The "Kiddies' Scheme" for the starving children of Irish strikers to be temporarily looked after by British trade unionists was blocked by the Roman Catholic Church and especially the Ancient Order of Hibernians, which claimed that Catholic children would be subject to Protestant or atheist influences when in Britain. The Church supported the employers during the dispute and condemned Larkin as a socialist revolutionary.Kostick, C., (1996), "Revolution in Ireland: Popular Militancy 1917 to 1923", p. 18
Notably, Guinness, the largest employer and biggest exporter in Dublin, refused to lock out its workforce. It refused to join Murphy's group but sent £500 to the employers' fund. It had a policy against sympathetic strikes and expected its workers, whose conditions were far better than the norm in Ireland, not to strike in sympathy; six who had done so were dismissed. It had 400 of its staff who were already ITGWU members and so it had a working relationship with the union. Larkin appealed to have the six reinstated but without success.Guinness 1886–1939, SR Dennison & Oliver McDonagh (Cork Univ. Press 1998). See: Chapter 8, "The employees; work and welfare 1886–1914", and chapter 9, "Industrial Relations 1886–1914".
The Industrial Workers of the World (IWW) leader, Bill Haywood, was in Paris when he heard of the lockout. He collected 1000 francs to aid the strikers and travelled to Dublin where he addressed a crowd in front of City Hall.
Strikers used mass pickets and intimidation against strike-breakers, who were also violent towards strikers. The Dublin Metropolitan Police carried out a baton charge at worker's rallies. On 31 August 1913, the DMP attacked a meeting on Sackville Street (now known as O'Connell Street) that had been publicly banned. It caused the deaths of two workers: James Nolan and John Byrne. Over 300 more were injured.
The baton charge was a response to the appearance of James Larkin, who had been banned from holding a meeting, to speak for the workers. He had been smuggled into William Martin Murphy's Imperial Hotel by Nellie Gifford, the sister-in-law of Thomas MacDonagh, and spoke from a balcony. The event is remembered as Bloody Sunday, a term used for three subsequent days in 20th-century Ireland and for the murderous charge of police in the Liverpool general strike. Another worker, Alice Brady, was later shot dead by a strike-breaker as she brought home a food parcel from the union office. Michael Byrne, an ITGWU official from Kingstown, died after he had been tortured in a police cell.

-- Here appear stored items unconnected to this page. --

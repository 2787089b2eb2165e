//! Outage report command

use anyhow::{bail, Result};
use chrono::NaiveDate;
use tabled::Tabled;

use crate::client::{ApiClient, CheckReport};
use crate::output::{format_duration, format_rate, print_json, print_rows, print_success, OutputFormat};

/// Row for problem intervals
#[derive(Tabled)]
struct ProblemRow {
    #[tabled(rename = "Start")]
    start: String,
    #[tabled(rename = "End")]
    end: String,
    #[tabled(rename = "Duration")]
    duration: String,
}

/// Show problem intervals and success rate for each check
pub async fn show_report(
    client: &ApiClient,
    check_ids: &[u64],
    from: NaiveDate,
    to: NaiveDate,
    format: OutputFormat,
) -> Result<()> {
    if from > to {
        bail!("--from ({}) must not be after --to ({})", from, to);
    }

    let from = from.to_string();
    let to = to.to_string();
    let mut reports: Vec<CheckReport> = Vec::with_capacity(check_ids.len());
    for &id in check_ids {
        reports.push(client.report(id, &from, &to).await?);
    }

    match format {
        OutputFormat::Json => print_json(&reports)?,
        OutputFormat::Table => {
            for report in &reports {
                println!(
                    "{} (#{}): {} results, success rate {}",
                    report.check_name,
                    report.check_id,
                    report.total_results,
                    format_rate(report.success_rate)
                );

                if report.problems.is_empty() {
                    print_success("No problems in range");
                } else {
                    let rows = report
                        .problems
                        .iter()
                        .map(|p| ProblemRow {
                            start: p.start.clone(),
                            end: p.end.clone().unwrap_or_else(|| "ongoing".to_string()),
                            duration: format_duration(p.duration_secs),
                        })
                        .collect();
                    print_rows::<ProblemRow>(rows);
                }
                println!();
            }
        }
    }

    Ok(())
}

Connolly, Larkin and ex-British Army Captain Jack White formed a worker's militia, the Irish Citizen Army, to protect workers' demonstrations.
For seven months, the lock-out affected tens of thousands of Dublin families. Murphy's three main newspapers, the Irish Independent, the Sunday Independent and the Evening Herald, portrayed Larkin as the villain. Influential figures such as Patrick Pearse, Countess Markievicz and William Butler Yeats supported the workers in the media.
The union was rebuilt by William O'Brien and Thomas Johnson. By 1919, its membership had surpassed that of 1913.
Many of the blacklisted workers joined the British Army since they had no other source of pay to support their families, and they found themselves in the trenches of World War I within the year.
Although the actions of the ITGWU and the smaller UBLU had been unsuccessful in achieving substantially better pay and conditions for workers, they marked a watershed in Irish labour history. The principle of union action and workers' solidarity had been firmly established. No future employer would ever try to "break" a union as Murphy had attempted to with the ITGWU. The lock-out had damaged commercial businesses in Dublin, with many forced to declare bankruptcy.